The expert advisory group spent three months consulting with key organizations, experts and community leaders from across Canada.  Their final report covers issues including eligibility criteria, protection of vulnerable people and the role of conscientiously objecting health care providers. The report is intended to assist provinces and territories as they prepare for the implementation of physician-assisted dying.

“We thank the expert advisory group for their thoughtful recommendations. We will take these recommendations under advisement as we move forward with an approach to physician-assisted dying that is right for Ontario. As we carefully look at the complex and sensitive issues related to end-of-life care and physician-assisted dying that are outlined in this report, we will continue listening to Ontarians. It is paramount that future policies ensure that patients and their families are treated with the utmost compassion and dignity. We invite all Ontarians to participate in this important conversation either by attending a consultation in their community or by providing feedback through our online survey”, said Dr. Eric Hoskins, Minister of Health and Long-Term Care.

In February 2015, the Supreme Court of Canada struck down the federal law prohibiting physician-assisted dying. The court gave federal and provincial governments 12 months to respond to the ruling. As provinces and territories have the primary responsibility to provide health care, Ontario will need to consider whether regulatory or other changes are required when the decision on physician-assisted dying takes effect.

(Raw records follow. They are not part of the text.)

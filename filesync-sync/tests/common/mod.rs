//! Shared fixtures for sync engine tests: a scripted remote log, a counting
//! crypto provider and a sink that records every push.

#![allow(dead_code)]

use async_trait::async_trait;
use filesync_cloud::{
    CloudError, CloudResult, DeleteFromTrashRequest, DiffPage, MetadataScope, RemoteLogClient,
    TrashRequest, UpdateMagicMetadataRequest,
};
use filesync_crypto::{CryptoError, CryptoProvider, CryptoResult};
use filesync_storage::{FileStore, MemoryBackend};
use filesync_sync::{FileSyncer, LiveFiles, SetFiles, SharedToken, SyncConfig};
use filesync_types::{
    Collection, CollectionId, EncryptedFileRecord, EncryptedMetadata, FileId, FileMetadata,
    FileRecord, Timestamp,
};
use serde_json::Value;
use std::collections::{HashMap, VecDeque};
use std::sync::atomic::{AtomicUsize, Ordering};
use std::sync::{Arc, Mutex};

// ── Builders ────────────────────────────────────────────────────

pub fn collection(id: i64, updation_time: i64) -> Collection {
    Collection::new(
        CollectionId::new(id),
        format!("collection-key-{id}"),
        Timestamp::from_micros(updation_time),
    )
}

pub fn entry(id: i64, collection: i64, updation_time: i64) -> EncryptedFileRecord {
    EncryptedFileRecord {
        id: FileId::new(id),
        collection_id: CollectionId::new(collection),
        owner_id: Some(1),
        encrypted_key: Some(format!("sealed-key-{id}")),
        key_decryption_nonce: Some("nonce".into()),
        file: None,
        thumbnail: None,
        metadata: None,
        magic_metadata: None,
        pub_magic_metadata: None,
        is_deleted: false,
        updation_time: Timestamp::from_micros(updation_time),
    }
}

pub fn tombstone(id: i64, collection: i64, updation_time: i64) -> EncryptedFileRecord {
    EncryptedFileRecord {
        encrypted_key: None,
        key_decryption_nonce: None,
        is_deleted: true,
        ..entry(id, collection, updation_time)
    }
}

/// A decrypted record as [`CountingCrypto`] would produce it.
pub fn record(id: i64, collection: i64, updation_time: i64) -> FileRecord {
    FileRecord {
        id: FileId::new(id),
        collection_id: CollectionId::new(collection),
        owner_id: Some(1),
        updation_time: Timestamp::from_micros(updation_time),
        is_deleted: false,
        key: Some(format!("file-key-{id}")),
        metadata: Some(FileMetadata {
            title: format!("file-{id}.jpg"),
            creation_time: Timestamp::from_micros(updation_time),
            ..Default::default()
        }),
        magic_metadata: None,
        pub_magic_metadata: None,
        file: None,
        thumbnail: None,
    }
}

pub fn page(diff: Vec<EncryptedFileRecord>, has_more: bool) -> DiffPage {
    DiffPage { diff, has_more }
}

pub fn ids(files: &[FileRecord]) -> Vec<i64> {
    let mut ids: Vec<i64> = files.iter().map(|f| f.id.get()).collect();
    ids.sort_unstable();
    ids
}

// ── Scripted remote log ─────────────────────────────────────────

enum Scripted {
    Page(DiffPage),
    Fail(String),
}

/// A remote log that replays scripted diff pages and records every call.
#[derive(Default)]
pub struct MockRemote {
    pages: Mutex<HashMap<CollectionId, VecDeque<Scripted>>>,
    pub diff_calls: Mutex<Vec<(CollectionId, Timestamp)>>,
    pub trash_requests: Mutex<Vec<TrashRequest>>,
    pub delete_requests: Mutex<Vec<DeleteFromTrashRequest>>,
    pub metadata_requests: Mutex<Vec<(MetadataScope, UpdateMagicMetadataRequest)>>,
    /// 1-based index of the mutation call that fails.
    fail_mutation_call: Mutex<Option<usize>>,
    mutation_calls: AtomicUsize,
    /// Clears this token once the given number of diff calls has been made.
    logout: Mutex<Option<(Arc<SharedToken>, usize)>>,
}

impl MockRemote {
    pub fn new() -> Self {
        Self::default()
    }

    pub fn push_page(&self, collection: i64, page: DiffPage) {
        self.pages
            .lock()
            .unwrap()
            .entry(CollectionId::new(collection))
            .or_default()
            .push_back(Scripted::Page(page));
    }

    pub fn push_failure(&self, collection: i64, message: &str) {
        self.pages
            .lock()
            .unwrap()
            .entry(CollectionId::new(collection))
            .or_default()
            .push_back(Scripted::Fail(message.to_string()));
    }

    pub fn fail_mutation_call(&self, call: usize) {
        *self.fail_mutation_call.lock().unwrap() = Some(call);
    }

    pub fn logout_after_diff_calls(&self, token: Arc<SharedToken>, calls: usize) {
        *self.logout.lock().unwrap() = Some((token, calls));
    }

    pub fn diff_call_count(&self) -> usize {
        self.diff_calls.lock().unwrap().len()
    }

    pub fn diff_calls_for(&self, collection: i64) -> Vec<Timestamp> {
        self.diff_calls
            .lock()
            .unwrap()
            .iter()
            .filter(|(c, _)| c.get() == collection)
            .map(|(_, since)| *since)
            .collect()
    }

    pub fn total_requests(&self) -> usize {
        self.diff_call_count()
            + self.trash_requests.lock().unwrap().len()
            + self.delete_requests.lock().unwrap().len()
            + self.metadata_requests.lock().unwrap().len()
    }

    fn check_mutation(&self) -> CloudResult<()> {
        let call = self.mutation_calls.fetch_add(1, Ordering::SeqCst) + 1;
        if *self.fail_mutation_call.lock().unwrap() == Some(call) {
            return Err(CloudError::Api(format!("500: mutation {call} rejected")));
        }
        Ok(())
    }
}

#[async_trait]
impl RemoteLogClient for MockRemote {
    async fn diff(
        &self,
        _token: &str,
        collection_id: CollectionId,
        since_time: Timestamp,
    ) -> CloudResult<DiffPage> {
        let calls = {
            let mut calls = self.diff_calls.lock().unwrap();
            calls.push((collection_id, since_time));
            calls.len()
        };
        if let Some((token, after)) = self.logout.lock().unwrap().as_ref() {
            if calls >= *after {
                token.clear();
            }
        }

        let next = self
            .pages
            .lock()
            .unwrap()
            .get_mut(&collection_id)
            .and_then(|queue| queue.pop_front());
        match next {
            Some(Scripted::Page(page)) => Ok(page),
            Some(Scripted::Fail(message)) => Err(CloudError::Api(message)),
            None => Ok(page(Vec::new(), false)),
        }
    }

    async fn trash(&self, _token: &str, request: &TrashRequest) -> CloudResult<()> {
        self.trash_requests.lock().unwrap().push(request.clone());
        self.check_mutation()
    }

    async fn delete_from_trash(
        &self,
        _token: &str,
        request: &DeleteFromTrashRequest,
    ) -> CloudResult<()> {
        self.delete_requests.lock().unwrap().push(request.clone());
        self.check_mutation()
    }

    async fn update_magic_metadata(
        &self,
        _token: &str,
        scope: MetadataScope,
        request: &UpdateMagicMetadataRequest,
    ) -> CloudResult<()> {
        self.metadata_requests
            .lock()
            .unwrap()
            .push((scope, request.clone()));
        self.check_mutation()
    }
}

// ── Counting crypto provider ────────────────────────────────────

/// Fake crypto that "decrypts" an entry into [`record`] and counts calls.
#[derive(Default)]
pub struct CountingCrypto {
    pub decrypt_calls: AtomicUsize,
    pub encrypt_calls: AtomicUsize,
    fail_on: Mutex<Option<FileId>>,
}

impl CountingCrypto {
    pub fn new() -> Self {
        Self::default()
    }

    pub fn fail_on(&self, id: i64) {
        *self.fail_on.lock().unwrap() = Some(FileId::new(id));
    }

    pub fn decrypts(&self) -> usize {
        self.decrypt_calls.load(Ordering::SeqCst)
    }
}

#[async_trait]
impl CryptoProvider for CountingCrypto {
    async fn decrypt_file(
        &self,
        file: EncryptedFileRecord,
        _collection_key: &str,
    ) -> CryptoResult<FileRecord> {
        self.decrypt_calls.fetch_add(1, Ordering::SeqCst);
        if *self.fail_on.lock().unwrap() == Some(file.id) {
            return Err(CryptoError::Decryption(format!("bad entry {}", file.id)));
        }
        Ok(record(
            file.id.get(),
            file.collection_id.get(),
            file.updation_time.as_micros(),
        ))
    }

    async fn encrypt_metadata(
        &self,
        payload: &Value,
        file_key: &str,
    ) -> CryptoResult<EncryptedMetadata> {
        self.encrypt_calls.fetch_add(1, Ordering::SeqCst);
        Ok(EncryptedMetadata {
            encrypted_data: format!("sealed:{payload}"),
            decryption_header: format!("header:{file_key}"),
        })
    }

    async fn decrypt_metadata(
        &self,
        encrypted: &EncryptedMetadata,
        _file_key: &str,
    ) -> CryptoResult<Value> {
        let json = encrypted
            .encrypted_data
            .strip_prefix("sealed:")
            .ok_or_else(|| CryptoError::Decryption("not sealed".into()))?;
        Ok(serde_json::from_str(json)?)
    }
}

// ── Recording sink ──────────────────────────────────────────────

/// Live sink that keeps every pushed set in order.
#[derive(Default)]
pub struct RecordingSink {
    pub live: LiveFiles,
    pub history: Mutex<Vec<Vec<FileRecord>>>,
}

impl RecordingSink {
    pub fn new() -> Self {
        Self::default()
    }

    pub fn with_files(files: Vec<FileRecord>) -> Self {
        Self {
            live: LiveFiles::with_files(files),
            history: Mutex::new(Vec::new()),
        }
    }

    pub fn pushes(&self) -> usize {
        self.history.lock().unwrap().len()
    }

    pub fn last(&self) -> Option<Vec<FileRecord>> {
        self.history.lock().unwrap().last().cloned()
    }
}

impl SetFiles for RecordingSink {
    fn set_files(&self, update: &dyn Fn(&[FileRecord]) -> Vec<FileRecord>) {
        self.live.set_files(update);
        self.history.lock().unwrap().push(self.live.snapshot());
    }
}

// ── Harness ─────────────────────────────────────────────────────

/// Routes engine logs to the test output; `RUST_LOG` picks the level.
pub fn init_tracing() {
    let _ = tracing_subscriber::fmt()
        .with_env_filter(tracing_subscriber::EnvFilter::from_default_env())
        .with_test_writer()
        .try_init();
}

pub struct Harness {
    pub backend: Arc<MemoryBackend>,
    pub store: FileStore,
    pub remote: Arc<MockRemote>,
    pub crypto: Arc<CountingCrypto>,
    pub tokens: Arc<SharedToken>,
    pub syncer: FileSyncer,
}

impl Harness {
    pub fn new() -> Self {
        Self::with_config(SyncConfig::default())
    }

    pub fn with_config(config: SyncConfig) -> Self {
        init_tracing();
        let backend = Arc::new(MemoryBackend::new());
        let store = FileStore::new(backend.clone());
        let remote = Arc::new(MockRemote::new());
        let crypto = Arc::new(CountingCrypto::new());
        let tokens = Arc::new(SharedToken::with_token("token"));
        let syncer = FileSyncer::new(
            store.clone(),
            remote.clone(),
            crypto.clone(),
            tokens.clone(),
            config,
        );
        Self {
            backend,
            store,
            remote,
            crypto,
            tokens,
            syncer,
        }
    }
}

To help inform the approach, Ontario is also inviting people to share their views on physician-assisted dying and end-of-life care through in-person public consultations to be held in nine communities in January 2016, as well as through an online survey. Ontarians can provide their input on key issues, including safeguards to protect vulnerable people, the impact on families and caregivers, and the role of health care providers in providing physician-assisted dying.

Currently, the Supreme Court’s decision comes into effect on February 6, 2016.

A federal external panel is scheduled to provide a report to the federal government on December 15 on the findings and results of its own consultations.